In [None]:
# Load the cleaned data from Task 1
df_cleaned = pd.read_csv('data/processed/filtered_complaints.csv')

# Create a stratified sample of 15,000 complaints
sample_size = 15000
df_sample = df_cleaned.groupby('product_category', group_keys=False).apply(
    lambda x: x.sample(n=int(len(x)/len(df_cleaned) * sample_size), random_state=42)
)

print("Sample distribution per product:")
print(df_sample['product_category'].value_counts())

Text Chunking Strategy

In [None]:
from langchain.text_splitter import RecursiveCharacterTextSplitter
from langchain.schema import Document

# We use 500 characters with 50 character overlap
# Overlap ensures that if a sentence is cut in half, the context is preserved in both chunks
text_splitter = RecursiveCharacterTextSplitter(
    chunk_size=500,
    chunk_overlap=50,
    length_function=len,
    separators=["\n\n", "\n", ". ", " ", ""]
)

chunks = []
for _, row in df_sample.iterrows():
    # Split the individual complaint
    texts = text_splitter.split_text(row['cleaned_narrative'])
    
    # Create Document objects with metadata for tracing
    for i, text in enumerate(texts):
        chunks.append(Document(
            page_content=text,
            metadata={
                "complaint_id": row.get('Complaint ID', 'N/A'),
                "product": row['product_category'],
                "issue": row.get('Issue', 'N/A'),
                "chunk_index": i
            }
        ))

print(f"Created {len(chunks)} chunks from {len(df_sample)} complaints.")
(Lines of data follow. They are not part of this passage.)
/// The income formula is three months of income, so it pairs naturally
/// with a three-month window.
#[test]
fn rolling_months_with_income_threshold() {
    let scenario = definition(json!({
        "scenario_id": "INC3",
        "scenario_name": "Three months of income",
        "aggregation": {
            "method": "sum",
            "group_by": ["customer_id"],
            "time_window": { "value": 3, "unit": "months", "type": "rolling" }
        },
        "threshold": {
            "type": "field_based",
            "field_based": {
                "reference_field": "annual_income",
                "calculation": "reference_field / 12 * 3"
            }
        }
    }));
    let txns = vec![
        dated("T1", ymd(2024, 4, 2), 5_000.0),
        dated("T2", ymd(2024, 5, 2), 5_000.0),
        dated("T3", ymd(2024, 6, 2), 2_500.0),
    ];
    let alerts = execute(
        &scenario,
        &txns,
        &[customer("C1", None, Some(48_000.0))],
        RiskClassBreakpoints::default(),
    );
    assert_eq!(alerts.len(), 1);
    assert_eq!(alerts[0].alert_date, ymd(2024, 6, 30));
    assert_eq!(alerts[0].threshold, 12_000.0);
    assert_eq!(alerts[0].aggregated_value, 12_500.0);
}

#[test]
fn calendar_multi_month_buckets_align_to_quarters() {
    let scenario = definition(json!({
        "scenario_id": "Q",
        "scenario_name": "Quarterly",
        "aggregation": {
            "method": "sum",
            "group_by": ["customer_id"],
            "time_window": { "value": 3, "unit": "months", "type": "calendar" }
        },
        "threshold": { "type": "fixed", "fixed_value": 6000 }
    }));
    let txns = vec![
        dated("T1", ymd(2024, 1, 15), 4_000.0),
        dated("T2", ymd(2024, 3, 5), 3_000.0),
        dated("T3", ymd(2024, 4, 2), 5_000.0),
    ];
    let alerts = execute(&scenario, &txns, &[customer("C1", None, None)], RiskClassBreakpoints::default());

    assert_eq!(alerts.len(), 1);
    assert_eq!(alerts[0].window_start, ymd(2024, 1, 1));
    assert_eq!(alerts[0].alert_date, ymd(2024, 3, 31));
    assert_eq!(alerts[0].aggregated_value, 7_000.0);
}

/// A hand-built zero-length window behaves as the shortest valid one.
#[test]
fn zero_length_windows_are_clamped() {
    let txns = vec![
        txn("T1", "C1", 0, 600.0),
        txn("T2", "C1", 1, 600.0),
        txn("T3", "C1", 1, 600.0),
    ];
    let customers = vec![customer("C1", None, None)];

    let mut days = fixed_rolling(1_000.0, 7);
    days.aggregation.window = Some(TimeWindow::Rolling { days: 0 });
    let alerts = execute(&days, &txns, &customers, RiskClassBreakpoints::default());
    assert_eq!(alerts.len(), 1);
    assert_eq!(alerts[0].window_start, day(1));
    assert_eq!(alerts[0].aggregated_value, 1_200.0);

    let mut months = fixed_rolling(1_000.0, 7);
    months.aggregation.window = Some(TimeWindow::RollingMonths { months: 0 });
    let alerts = execute(&months, &txns, &customers, RiskClassBreakpoints::default());
    assert_eq!(alerts.len(), 1);
    assert_eq!(alerts[0].aggregated_value, 1_800.0);
}

#[test]
fn alert_condition_gates_after_the_threshold() {
    let scenario = definition(json!({
        "scenario_id": "BAND",
        "scenario_name": "Mid band",
        "aggregation": { "method": "sum", "group_by": ["customer_id"] },
        "threshold": { "type": "fixed", "fixed_value": 1000 },
        "alert_condition": { "expression": "aggregated_value < 5000" }
    }));
    let txns = vec![
        txn("T1", "C1", 0, 2_000.0),
        txn("T2", "C2", 0, 9_000.0),
        txn("T3", "C3", 0, 500.0),
    ];
    let customers = vec![
        customer("C1", None, None),
        customer("C2", None, None),
        customer("C3", None, None),
    ];
    let alerts = execute(&scenario, &txns, &customers, RiskClassBreakpoints::default());
    let who: Vec<&str> = alerts.iter().map(|a| a.customer_id.as_str()).collect();
    assert_eq!(who, vec!["C1"], "C2 fails the condition, C3 never crosses the threshold");
}

#[test]
fn no_window_aggregates_the_whole_range() {
    let scenario = segment_scenario();
    let txns = vec![txn("T1", "C1", 0, 3_000.0), txn("T2", "C1", 80, 3_000.0)];
    let alerts = execute(&scenario, &txns, &[customer("C1", None, None)], RiskClassBreakpoints::default());
    assert_eq!(alerts.len(), 1);
    assert_eq!(alerts[0].window_start, day(0));
    assert_eq!(alerts[0].alert_date, day(80));
}

#[test]
fn aggregation_methods() {
    let txns = vec![
        txn("T1", "C1", 0, 100.0),
        txn("T2", "C1", 1, 300.0),
        txn("T3", "C1", 2, 200.0),
    ];
    let customers = vec![customer("C1", None, None)];
    let run = |method: &str| {
        let scenario = definition(json!({
            "scenario_id": "AGG",
            "scenario_name": "Aggregation",
            "aggregation": { "method": method, "group_by": ["customer_id"] },
            "threshold": { "type": "fixed", "fixed_value": 0 }
        }));
        execute(&scenario, &txns, &customers, RiskClassBreakpoints::default())[0].aggregated_value
    };
    assert_eq!(run("sum"), 600.0);
    assert_eq!(run("count"), 3.0);
    assert_eq!(run("avg"), 200.0);
    assert_eq!(run("max"), 300.0);
    assert_eq!(run("min"), 100.0);
}

// ── Configuration validation ─────────────────────────────────────────────────

#[test]
fn malformed_scenarios_are_rejected_at_definition_time() {
    let two_thresholds = config_error(json!({
        "scenario_id": "X",
        "scenario_name": "Two payloads",
        "aggregation": { "method": "sum" },
        "threshold": {
            "type": "fixed",
            "fixed_value": 10,
            "segment_based": { "segment_field": "segment", "values": {}, "default": 1 }
        }
    }));
    assert_eq!(two_thresholds.kind(), "configuration");

    let no_customer_key = config_error(json!({
        "scenario_id": "X",
        "scenario_name": "Segment without customer",
        "aggregation": { "method": "sum", "group_by": ["channel"] },
        "threshold": {
            "type": "segment_based",
            "segment_based": { "segment_field": "segment", "values": {}, "default": 1 }
        }
    }));
    assert_eq!(no_customer_key.kind(), "configuration");

    let in_scalar = config_error(json!({
        "scenario_id": "X",
        "scenario_name": "In with scalar",
        "filters": [ { "field": "channel", "operator": "in", "value": "ATM" } ],
        "aggregation": { "method": "sum" },
        "threshold": { "type": "fixed", "fixed_value": 10 }
    }));
    assert_eq!(in_scalar.kind(), "configuration");

    let numeric_text = config_error(json!({
        "scenario_id": "X",
        "scenario_name": "Numeric op on text",
        "filters": [ { "field": "amount", "operator": ">", "value": "big" } ],
        "aggregation": { "method": "sum" },
        "threshold": { "type": "fixed", "fixed_value": 10 }
    }));
    assert_eq!(numeric_text.kind(), "configuration");

    let weeks = config_error(json!({
        "scenario_id": "X",
        "scenario_name": "Rolling weeks",
        "aggregation": {
            "method": "sum",
            "time_window": { "value": 2, "unit": "weeks", "type": "rolling" }
        },
        "threshold": { "type": "fixed", "fixed_value": 10 }
    }));
    assert_eq!(weeks.kind(), "configuration");

    let zero_months = config_error(json!({
        "scenario_id": "X",
        "scenario_name": "Empty window",
        "aggregation": {
            "method": "sum",
            "time_window": { "value": 0, "unit": "months", "type": "rolling" }
        },
        "threshold": { "type": "fixed", "fixed_value": 10 }
    }));
    assert_eq!(zero_months.kind(), "configuration");

    let not_a_comparison = config_error(json!({
        "scenario_id": "X",
        "scenario_name": "Arithmetic condition",
        "aggregation": { "method": "sum" },
        "threshold": { "type": "fixed", "fixed_value": 10 },
        "alert_condition": { "expression": "aggregated_value * 2" }
    }));
    assert_eq!(not_a_comparison.kind(), "configuration");

    let foreign_name = config_error(json!({
        "scenario_id": "X",
        "scenario_name": "Condition on another name",
        "aggregation": { "method": "sum" },
        "threshold": { "type": "fixed", "fixed_value": 10 },
        "alert_condition": { "expression": "reference_field > 1" }
    }));
    assert_eq!(foreign_name.kind(), "evaluation");

    let unknown_method = config_error(json!({
        "scenario_id": "X",
        "scenario_name": "Median",
        "aggregation": { "method": "median" },
        "threshold": { "type": "fixed", "fixed_value": 10 }
    }));
    assert_eq!(unknown_method.kind(), "configuration");
}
Embedding and Vector Store (ChromaDB)

In [None]:
from langchain_huggingface import HuggingFaceEmbeddings
from langchain_chroma import Chroma

# Initialize the embedding model
# all-MiniLM-L6-v2 is fast, lightweight (80MB), and perfect for 384-dimension vectors
embeddings = HuggingFaceEmbeddings(model_name="sentence-transformers/all-MiniLM-L6-v2")

# Create and Persist the Vector Store
vector_db_path = "vector_store/chroma_db"

print("Indexing chunks... this may take 5-10 minutes depending on your CPU.")
vector_db = Chroma.from_documents(
    documents=chunks,
    embedding=embeddings,
    persist_directory=vector_db_path
)

print(f"Vector store saved to {vector_db_path}")

Test Retrieval

In [None]:
query = "I am having trouble with unauthorized charges on my credit card"
docs = vector_db.similarity_search(query, k=3)

print(f"Query: {query}\n")
for i, doc in enumerate(docs):
    print(f"--- Result {i+1} (Product: {doc.metadata['product']}) ---")
    print(f"{doc.page_content[:200]}...\n")